> **What this task involves**: For the records below, count the lines containing the word "LlmError" and reply with the number alone.

> **Records from a data collection**:
***

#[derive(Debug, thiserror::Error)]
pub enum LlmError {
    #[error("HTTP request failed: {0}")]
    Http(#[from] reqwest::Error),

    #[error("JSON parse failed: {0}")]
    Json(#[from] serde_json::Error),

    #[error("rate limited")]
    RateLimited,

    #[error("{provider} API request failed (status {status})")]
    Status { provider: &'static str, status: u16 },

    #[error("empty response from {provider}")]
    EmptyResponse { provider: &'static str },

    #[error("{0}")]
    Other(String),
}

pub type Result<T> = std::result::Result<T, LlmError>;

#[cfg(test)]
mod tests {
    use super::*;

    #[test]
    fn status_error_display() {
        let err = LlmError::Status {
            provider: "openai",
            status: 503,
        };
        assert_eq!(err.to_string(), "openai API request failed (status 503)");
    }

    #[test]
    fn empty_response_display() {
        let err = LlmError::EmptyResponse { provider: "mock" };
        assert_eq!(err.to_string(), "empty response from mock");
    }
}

***

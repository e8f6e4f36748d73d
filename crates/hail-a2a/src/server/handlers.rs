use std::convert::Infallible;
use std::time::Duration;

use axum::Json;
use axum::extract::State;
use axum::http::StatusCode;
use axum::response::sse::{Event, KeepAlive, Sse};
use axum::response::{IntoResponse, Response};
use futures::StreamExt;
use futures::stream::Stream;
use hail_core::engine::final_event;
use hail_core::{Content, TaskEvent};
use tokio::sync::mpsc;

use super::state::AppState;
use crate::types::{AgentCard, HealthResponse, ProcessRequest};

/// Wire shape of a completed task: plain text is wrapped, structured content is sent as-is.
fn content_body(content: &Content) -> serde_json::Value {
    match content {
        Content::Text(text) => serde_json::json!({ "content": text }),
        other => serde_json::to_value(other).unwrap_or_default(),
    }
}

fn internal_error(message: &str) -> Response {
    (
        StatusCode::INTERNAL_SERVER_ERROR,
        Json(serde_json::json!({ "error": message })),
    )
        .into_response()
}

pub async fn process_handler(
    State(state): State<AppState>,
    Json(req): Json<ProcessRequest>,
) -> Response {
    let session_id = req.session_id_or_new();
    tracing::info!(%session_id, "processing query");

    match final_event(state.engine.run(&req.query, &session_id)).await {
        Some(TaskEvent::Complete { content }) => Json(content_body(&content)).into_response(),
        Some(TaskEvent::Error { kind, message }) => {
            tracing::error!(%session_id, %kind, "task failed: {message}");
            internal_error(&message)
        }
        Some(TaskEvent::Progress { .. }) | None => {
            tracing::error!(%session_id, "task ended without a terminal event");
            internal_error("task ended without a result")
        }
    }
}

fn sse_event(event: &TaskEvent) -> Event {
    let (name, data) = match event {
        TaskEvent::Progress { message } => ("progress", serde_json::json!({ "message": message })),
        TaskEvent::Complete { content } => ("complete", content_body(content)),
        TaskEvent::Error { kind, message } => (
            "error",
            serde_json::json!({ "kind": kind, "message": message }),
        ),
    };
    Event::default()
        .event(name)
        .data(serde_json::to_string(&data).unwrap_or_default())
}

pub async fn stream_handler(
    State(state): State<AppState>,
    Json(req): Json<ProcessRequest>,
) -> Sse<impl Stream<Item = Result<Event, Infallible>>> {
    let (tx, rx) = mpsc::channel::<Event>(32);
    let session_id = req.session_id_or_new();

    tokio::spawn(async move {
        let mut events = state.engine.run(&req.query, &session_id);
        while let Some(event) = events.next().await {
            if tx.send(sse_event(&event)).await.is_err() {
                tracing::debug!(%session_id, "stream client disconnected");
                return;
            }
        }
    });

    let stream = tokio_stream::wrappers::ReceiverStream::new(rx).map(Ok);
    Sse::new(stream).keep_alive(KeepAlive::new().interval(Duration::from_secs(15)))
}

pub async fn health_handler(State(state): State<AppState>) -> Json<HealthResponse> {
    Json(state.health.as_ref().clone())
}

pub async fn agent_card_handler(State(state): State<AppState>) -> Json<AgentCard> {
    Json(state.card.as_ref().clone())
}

***

> **Result of this exercise**: 4